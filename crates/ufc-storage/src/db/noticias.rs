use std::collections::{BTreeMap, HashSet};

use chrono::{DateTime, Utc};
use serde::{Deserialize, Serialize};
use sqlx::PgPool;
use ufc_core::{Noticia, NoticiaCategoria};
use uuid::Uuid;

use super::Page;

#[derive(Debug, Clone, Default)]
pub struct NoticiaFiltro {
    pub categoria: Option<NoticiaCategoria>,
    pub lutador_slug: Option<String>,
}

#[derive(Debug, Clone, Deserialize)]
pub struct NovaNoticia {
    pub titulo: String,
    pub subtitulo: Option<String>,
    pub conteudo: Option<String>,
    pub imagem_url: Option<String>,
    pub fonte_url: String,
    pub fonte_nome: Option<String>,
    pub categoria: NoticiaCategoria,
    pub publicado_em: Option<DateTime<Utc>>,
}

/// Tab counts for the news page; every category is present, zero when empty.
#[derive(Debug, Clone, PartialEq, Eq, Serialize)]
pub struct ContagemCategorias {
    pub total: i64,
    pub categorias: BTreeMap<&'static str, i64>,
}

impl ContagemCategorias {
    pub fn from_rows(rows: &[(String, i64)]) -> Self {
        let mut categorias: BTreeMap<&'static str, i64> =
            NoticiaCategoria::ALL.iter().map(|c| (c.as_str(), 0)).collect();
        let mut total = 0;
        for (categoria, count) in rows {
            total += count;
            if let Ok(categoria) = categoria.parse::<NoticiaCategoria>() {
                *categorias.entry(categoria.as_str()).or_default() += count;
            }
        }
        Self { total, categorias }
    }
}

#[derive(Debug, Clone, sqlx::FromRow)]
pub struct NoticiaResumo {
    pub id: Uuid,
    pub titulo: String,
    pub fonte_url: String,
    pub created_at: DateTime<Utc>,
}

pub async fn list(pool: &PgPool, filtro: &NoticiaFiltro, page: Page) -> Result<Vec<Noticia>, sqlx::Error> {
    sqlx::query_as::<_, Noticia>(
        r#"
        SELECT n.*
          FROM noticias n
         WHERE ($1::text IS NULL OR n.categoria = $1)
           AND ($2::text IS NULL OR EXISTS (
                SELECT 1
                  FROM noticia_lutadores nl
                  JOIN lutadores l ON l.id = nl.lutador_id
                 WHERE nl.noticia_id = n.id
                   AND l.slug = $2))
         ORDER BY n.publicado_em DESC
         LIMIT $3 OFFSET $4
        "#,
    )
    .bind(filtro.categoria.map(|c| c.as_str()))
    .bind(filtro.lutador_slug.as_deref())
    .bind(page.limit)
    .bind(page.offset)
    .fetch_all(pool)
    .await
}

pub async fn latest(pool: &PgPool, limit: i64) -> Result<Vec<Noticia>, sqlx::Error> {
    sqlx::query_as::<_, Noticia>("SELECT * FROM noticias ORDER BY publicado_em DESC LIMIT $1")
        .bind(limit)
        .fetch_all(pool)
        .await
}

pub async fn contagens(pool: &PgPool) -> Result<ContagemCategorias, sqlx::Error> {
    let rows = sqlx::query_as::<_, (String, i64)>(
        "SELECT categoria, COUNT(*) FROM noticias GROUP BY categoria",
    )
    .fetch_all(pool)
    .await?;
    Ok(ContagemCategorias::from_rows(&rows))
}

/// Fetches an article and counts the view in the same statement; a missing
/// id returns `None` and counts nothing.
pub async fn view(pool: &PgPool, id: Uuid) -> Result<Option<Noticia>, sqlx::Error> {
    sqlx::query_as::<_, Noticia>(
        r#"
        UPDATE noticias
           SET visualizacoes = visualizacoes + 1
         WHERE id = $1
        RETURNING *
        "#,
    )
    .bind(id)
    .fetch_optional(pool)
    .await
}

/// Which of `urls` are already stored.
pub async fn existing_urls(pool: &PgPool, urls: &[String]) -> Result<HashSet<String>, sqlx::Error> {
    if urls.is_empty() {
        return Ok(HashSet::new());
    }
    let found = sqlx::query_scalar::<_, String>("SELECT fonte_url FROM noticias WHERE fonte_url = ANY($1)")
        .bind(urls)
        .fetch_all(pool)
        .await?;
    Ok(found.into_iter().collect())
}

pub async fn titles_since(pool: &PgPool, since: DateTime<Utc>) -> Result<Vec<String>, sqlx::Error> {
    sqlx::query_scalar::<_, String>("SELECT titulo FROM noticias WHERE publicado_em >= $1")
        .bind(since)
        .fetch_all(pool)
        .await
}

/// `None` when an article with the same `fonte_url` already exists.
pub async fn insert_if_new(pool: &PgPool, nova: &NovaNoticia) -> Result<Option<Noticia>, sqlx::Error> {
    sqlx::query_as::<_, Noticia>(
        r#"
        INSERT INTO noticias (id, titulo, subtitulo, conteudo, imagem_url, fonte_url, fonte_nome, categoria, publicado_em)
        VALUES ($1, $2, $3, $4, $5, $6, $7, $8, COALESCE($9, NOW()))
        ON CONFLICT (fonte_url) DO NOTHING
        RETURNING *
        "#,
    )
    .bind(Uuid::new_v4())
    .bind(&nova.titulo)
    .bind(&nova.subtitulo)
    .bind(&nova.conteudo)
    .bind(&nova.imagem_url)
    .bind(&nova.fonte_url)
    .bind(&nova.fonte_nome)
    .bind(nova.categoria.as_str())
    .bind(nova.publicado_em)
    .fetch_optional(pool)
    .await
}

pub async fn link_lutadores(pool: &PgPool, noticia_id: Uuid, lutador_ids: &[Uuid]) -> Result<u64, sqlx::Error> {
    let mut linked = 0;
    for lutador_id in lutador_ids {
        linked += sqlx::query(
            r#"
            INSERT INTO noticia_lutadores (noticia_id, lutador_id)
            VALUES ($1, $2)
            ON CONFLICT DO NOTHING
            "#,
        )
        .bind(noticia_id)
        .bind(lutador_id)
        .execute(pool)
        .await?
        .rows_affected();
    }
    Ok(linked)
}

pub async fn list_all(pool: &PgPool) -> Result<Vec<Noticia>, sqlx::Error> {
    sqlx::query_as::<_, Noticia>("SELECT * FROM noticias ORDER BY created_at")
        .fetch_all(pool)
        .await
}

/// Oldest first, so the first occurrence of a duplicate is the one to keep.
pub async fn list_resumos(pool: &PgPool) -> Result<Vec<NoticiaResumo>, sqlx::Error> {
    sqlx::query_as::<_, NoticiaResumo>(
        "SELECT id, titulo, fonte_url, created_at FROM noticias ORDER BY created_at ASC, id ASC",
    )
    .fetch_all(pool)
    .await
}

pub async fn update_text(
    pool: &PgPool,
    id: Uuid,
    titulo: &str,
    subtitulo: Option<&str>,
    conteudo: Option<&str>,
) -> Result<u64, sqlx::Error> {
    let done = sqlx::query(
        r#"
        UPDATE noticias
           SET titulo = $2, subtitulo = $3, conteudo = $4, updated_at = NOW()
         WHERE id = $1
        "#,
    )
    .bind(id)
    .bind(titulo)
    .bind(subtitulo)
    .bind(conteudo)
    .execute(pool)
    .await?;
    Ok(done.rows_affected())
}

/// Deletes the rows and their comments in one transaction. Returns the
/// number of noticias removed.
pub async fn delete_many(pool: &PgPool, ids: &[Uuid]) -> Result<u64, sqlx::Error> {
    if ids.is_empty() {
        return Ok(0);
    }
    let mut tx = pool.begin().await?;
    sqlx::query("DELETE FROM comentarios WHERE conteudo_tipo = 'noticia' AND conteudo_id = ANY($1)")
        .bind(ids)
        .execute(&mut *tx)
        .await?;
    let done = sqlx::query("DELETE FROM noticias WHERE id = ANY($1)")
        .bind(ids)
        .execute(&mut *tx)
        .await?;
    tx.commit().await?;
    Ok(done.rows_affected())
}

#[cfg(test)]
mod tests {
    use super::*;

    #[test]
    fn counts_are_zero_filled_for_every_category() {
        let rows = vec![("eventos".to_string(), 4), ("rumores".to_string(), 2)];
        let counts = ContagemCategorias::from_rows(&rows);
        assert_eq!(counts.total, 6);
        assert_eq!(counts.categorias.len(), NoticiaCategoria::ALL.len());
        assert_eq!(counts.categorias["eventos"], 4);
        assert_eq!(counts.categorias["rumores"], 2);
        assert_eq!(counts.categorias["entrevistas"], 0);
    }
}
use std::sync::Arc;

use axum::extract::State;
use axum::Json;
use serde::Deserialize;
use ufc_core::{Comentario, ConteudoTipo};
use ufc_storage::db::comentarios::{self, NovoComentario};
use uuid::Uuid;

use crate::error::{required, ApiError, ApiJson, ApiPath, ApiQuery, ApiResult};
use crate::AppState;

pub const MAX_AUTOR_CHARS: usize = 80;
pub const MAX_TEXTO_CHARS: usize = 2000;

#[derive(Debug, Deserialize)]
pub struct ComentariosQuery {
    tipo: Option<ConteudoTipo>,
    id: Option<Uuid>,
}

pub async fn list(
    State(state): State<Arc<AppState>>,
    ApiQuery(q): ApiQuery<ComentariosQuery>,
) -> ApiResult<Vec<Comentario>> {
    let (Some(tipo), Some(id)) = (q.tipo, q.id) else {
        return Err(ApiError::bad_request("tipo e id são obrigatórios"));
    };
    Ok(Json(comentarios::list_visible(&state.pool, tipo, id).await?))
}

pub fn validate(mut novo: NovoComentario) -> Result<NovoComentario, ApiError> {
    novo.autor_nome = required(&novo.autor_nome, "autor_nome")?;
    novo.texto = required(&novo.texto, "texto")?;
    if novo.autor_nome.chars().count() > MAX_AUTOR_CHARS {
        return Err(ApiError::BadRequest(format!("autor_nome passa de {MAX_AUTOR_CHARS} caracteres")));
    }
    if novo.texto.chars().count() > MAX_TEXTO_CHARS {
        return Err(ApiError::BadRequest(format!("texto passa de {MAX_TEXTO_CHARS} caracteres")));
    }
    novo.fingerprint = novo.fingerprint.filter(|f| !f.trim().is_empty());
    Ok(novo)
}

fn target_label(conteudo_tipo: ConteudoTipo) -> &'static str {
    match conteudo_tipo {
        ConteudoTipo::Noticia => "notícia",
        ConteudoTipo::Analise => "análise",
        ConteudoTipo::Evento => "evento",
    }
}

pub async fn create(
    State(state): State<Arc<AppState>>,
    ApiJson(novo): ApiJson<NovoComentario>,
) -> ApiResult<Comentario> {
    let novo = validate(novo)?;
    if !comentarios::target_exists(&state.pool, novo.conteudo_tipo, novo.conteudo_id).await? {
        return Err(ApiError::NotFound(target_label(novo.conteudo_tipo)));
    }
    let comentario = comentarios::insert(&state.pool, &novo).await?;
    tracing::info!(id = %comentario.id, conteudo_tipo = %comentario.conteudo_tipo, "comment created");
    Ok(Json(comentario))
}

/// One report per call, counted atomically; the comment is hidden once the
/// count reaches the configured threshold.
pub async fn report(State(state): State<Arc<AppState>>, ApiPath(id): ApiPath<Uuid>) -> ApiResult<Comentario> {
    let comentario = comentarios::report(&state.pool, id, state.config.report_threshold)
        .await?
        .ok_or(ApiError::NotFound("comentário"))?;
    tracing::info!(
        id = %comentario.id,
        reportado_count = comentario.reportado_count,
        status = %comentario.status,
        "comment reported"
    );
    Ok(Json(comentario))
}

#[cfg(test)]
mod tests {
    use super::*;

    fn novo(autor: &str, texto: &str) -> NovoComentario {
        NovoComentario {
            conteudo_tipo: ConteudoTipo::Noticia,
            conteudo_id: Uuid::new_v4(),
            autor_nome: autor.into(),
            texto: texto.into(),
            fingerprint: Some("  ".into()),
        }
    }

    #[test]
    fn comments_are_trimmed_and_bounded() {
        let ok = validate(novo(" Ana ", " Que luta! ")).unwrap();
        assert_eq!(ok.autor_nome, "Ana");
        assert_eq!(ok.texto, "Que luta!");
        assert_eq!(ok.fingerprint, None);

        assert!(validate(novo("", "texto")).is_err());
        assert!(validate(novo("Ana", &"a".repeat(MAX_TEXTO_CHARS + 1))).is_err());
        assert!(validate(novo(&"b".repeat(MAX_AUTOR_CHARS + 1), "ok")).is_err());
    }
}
——
▶ [WHAT YOU ARE ASKED TO DO]: Exactly repeat the lines above, from the opening line through the one with "NoticiaCategoria::ALL.iter().map(|c| (c.as_str(), 0)).collect();", and include nothing else.

▶ [TASK RESPONSE]:
filename crates/ufc-storage/src/db/noticias.rs
use std::collections::{BTreeMap, HashSet};

use chrono::{DateTime, Utc};
use serde::{Deserialize, Serialize};
use sqlx::PgPool;
use ufc_core::{Noticia, NoticiaCategoria};
use uuid::Uuid;

use super::Page;

#[derive(Debug, Clone, Default)]
pub struct NoticiaFiltro {
    pub categoria: Option<NoticiaCategoria>,
    pub lutador_slug: Option<String>,
}

#[derive(Debug, Clone, Deserialize)]
pub struct NovaNoticia {
    pub titulo: String,
    pub subtitulo: Option<String>,
    pub conteudo: Option<String>,
    pub imagem_url: Option<String>,
    pub fonte_url: String,
    pub fonte_nome: Option<String>,
    pub categoria: NoticiaCategoria,
    pub publicado_em: Option<DateTime<Utc>>,
}

/// Tab counts for the news page; every category is present, zero when empty.
#[derive(Debug, Clone, PartialEq, Eq, Serialize)]
pub struct ContagemCategorias {
    pub total: i64,
    pub categorias: BTreeMap<&'static str, i64>,
}

impl ContagemCategorias {
    pub fn from_rows(rows: &[(String, i64)]) -> Self {
        let mut categorias: BTreeMap<&'static str, i64> =
            NoticiaCategoria::ALL.iter().map(|c| (c.as_str(), 0)).collect();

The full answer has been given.